Ближе к новогодним торжествам настроение дяди Левы испортилось окончательно. И на то имелись веские основания: члены его кружка или, вернее, кружки его члена мечтали отметить торжество в обществе своего кумира. Он даже подумывал уехать из города или снять номер в гостинице. Сами прикиньте: сколько ему пришлось бы выслушать гадостей! Ведь дядя Лева, как приличный человек, всем своим пассиям клялся в любви. Он допускал, что «снегурочки» первое время вели бы себя в рамках приличия, не буянили, не кидали косых взглядов, а мирно сидели у ёлочки и вязали ему носки. Но ведь это не могло продолжаться бесконечно! Много ли надо змеям, чтобы выпустить жало? Граммов сто или двести?! О-о-о!!! В таком окружении рехнется самый крепкий мыслитель, не то что человек с камнем в мозгах.
В общем, дядя Лева решил исчезнуть! Никого не предупредив, он тридцатого числа вышел из подъезда. Часы показывали около восьми утра, и встреча с кем-либо из поклонниц представлялась маловероятной. Небо над городом начинало светлеть, но уличные фонари еще не погасли. В их мутном свете снег выглядел неестественно-голубым. Глубоко вздохнув, дядя Лева сошел с порога на запорошенный тротуар под окна дома. «Тепло нынче, однако!» – подумал он и задрал голову, будто пытался рассмотреть, откуда исходит тепло. Он так и замер с открытым ртом. Надо сказать, дядя Лева зимой без работы не сидел: каждое утро, набросив на плечи вельветовую курточку, он долбил ломом тротуары около дома, отчищая их от наледи. Дури у него на это занятие хватало, не смотря на возраст. А вот свисающие могучими сталактитами наледи сбить не мог – не дотягивался до крыши, метать же пудовую «стрелу» дворнику-купидону не хватало мощи. Ну, бросил бы он свою железяку… Она возьми, да не долети! Вместо сосульки разбила бы чье-нибудь окно, или того хуже – нежную душу хозяйки пострадавшей квартиры. Ублажай ее потом, корми да балуй. Хотя на деле дядю Леву подкармливали бабки: без собственноручно приготовленных гостинцев никто к нему в постель не пры-гал. В общем, так и висели на шиферных козырьках ледяные глыбы. Огромная сосулька сорвалась с карниза и устремилась вниз.
В новогоднюю ночь в квартире дяди Левы весело потрескивали свечи.

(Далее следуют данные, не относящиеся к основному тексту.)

pub mod chart;

use crate::{
    query::DailyTotal,
    storage::entities::AttendanceRecord,
    utils::time::format_date,
};

pub const RECORD_HEADER: &str = "Date\t\tEntry\tExit\tBreak\tExtra\tTotal";

pub fn format_hours(hours: f64) -> String {
    format!("{hours:.2}")
}

pub fn format_record(record: &AttendanceRecord) -> String {
    format!(
        "{}\t{}\t{}\t{}\t{}\t{}",
        format_date(record.date),
        record.entry_time,
        record.exit_time,
        format_hours(record.break_hours),
        format_hours(record.extra_hours),
        format_hours(record.total_hours)
    )
}

pub fn format_daily_total(day: &DailyTotal) -> String {
    format!("{}\t{}", format_date(day.date), format_hours(day.total_hours))
}
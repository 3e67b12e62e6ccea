use anyhow::{anyhow, Result};
use ansi_term::Colour;
use chrono::{NaiveDate, NaiveTime};
use clap::Parser;

use crate::{
    storage::record_storage::RecordStorage,
    submission::{submit, SubmitOutcome, Submission},
    utils::{
        clock::Clock,
        time::{format_date, parse_time_lenient},
    },
};

use super::{
    output::format_record,
    report::{parse_user_date, DateStyle},
};

#[derive(Debug, Parser)]
pub struct AddCommand {
    #[arg(
        long,
        short,
        help = "Day of the record. Examples are \"today\", \"yesterday\", \"15/03/2025\", \"2025-03-15\". Defaults to today"
    )]
    date: Option<String>,
    #[arg(long, default_value_t = DateStyle::Uk, help = "Style of dates used during parsing. For Uk it's day/month/year. For Us it's month/day/year")]
    date_style: DateStyle,
    #[arg(long, short, value_parser = parse_time_arg, help = "Entry time, HH:MM or HH:MM:SS. Defaults to current time")]
    entry: Option<NaiveTime>,
    #[arg(long, short = 'x', value_parser = parse_time_arg, help = "Exit time, HH:MM or HH:MM:SS. If earlier than entry the shift ends on the next day. Defaults to current time")]
    exit: Option<NaiveTime>,
    #[arg(long = "break", short, value_parser = parse_hours_arg, help = "Hours spent on breaks")]
    break_hours: Option<f64>,
    #[arg(long = "extra", short = 'o', value_parser = parse_hours_arg, help = "Overtime hours")]
    extra_hours: Option<f64>,
}

fn parse_time_arg(value: &str) -> Result<NaiveTime> {
    parse_time_lenient(value).ok_or_else(|| anyhow!("expected time as HH:MM or HH:MM:SS, got {value}"))
}

fn parse_hours_arg(value: &str) -> Result<f64> {
    let hours = value.parse::<f64>()?;
    if hours.is_finite() && hours >= 0. {
        Ok(hours)
    } else {
        Err(anyhow!("hours can't be negative, got {value}"))
    }
}

/// Command to process `add` command. Acts like submitting an entry form: whatever wasn't filled in
/// gets a default.
pub async fn process_add_command(
    AddCommand {
        date,
        date_style,
        entry,
        exit,
        break_hours,
        extra_hours,
    }: AddCommand,
    storage: impl RecordStorage,
    clock: &dyn Clock,
) -> Result<()> {
    let date: Option<NaiveDate> = date
        .map(|v| parse_user_date(&v, clock.now(), date_style))
        .transpose()?;

    let submission = Submission {
        date,
        entry_time: entry,
        exit_time: exit,
        break_hours,
        extra_hours,
    };

    match submit(storage, clock, submission).await? {
        SubmitOutcome::Saved(record) => {
            println!(
                "{} {}",
                Colour::Green.paint("Saved"),
                format_date(record.date)
            );
            println!("{}", format_record(&record));
        }
        SubmitOutcome::Empty => {
            println!("{}", Colour::Yellow.paint("The entry data is empty."));
        }
    }
    Ok(())
}

#[cfg(test)]
mod tests {
    use chrono::NaiveTime;

    use super::{parse_hours_arg, parse_time_arg};

    #[test]
    fn test_parse_time_arg() {
        assert_eq!(
            parse_time_arg("07:45").unwrap(),
            NaiveTime::from_hms_opt(7, 45, 0).unwrap()
        );
        assert!(parse_time_arg("7.45").is_err());
    }

    #[test]
    fn test_parse_hours_arg() {
        assert_eq!(parse_hours_arg("0.5").unwrap(), 0.5);
        assert_eq!(parse_hours_arg("0").unwrap(), 0.);
        assert!(parse_hours_arg("-1").is_err());
        assert!(parse_hours_arg("inf").is_err());
        assert!(parse_hours_arg("one").is_err());
    }
}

В их зыбком свете претендентки на руку и сердце выглядели идолами с острова Пасхи. Гроб еще не привезли. Хозяин квартиры по-барски развалился перед гостями на паровозике из табуреток и упивался тишиной. Казалось, что деревянная сороконожка вот-вот зашевелит многочисленными лапками и утащит покорителя нитроглицериновых сердец в квартал красных фонарей. Но она стояла на месте и не собиралась покидать общество окаменевших старух. В полумраке не было видно, кто поставил пластинку. Ровно в полночь заиграла музыка. Радиола как никогда душевно запела: «Отыщи мне лунный камень, талисман моей любви…» Это был своего рода свадебный марш: дядя Лева раз и навсегда обвенчался со смертью, показав кукиш обмишуренным подружкам.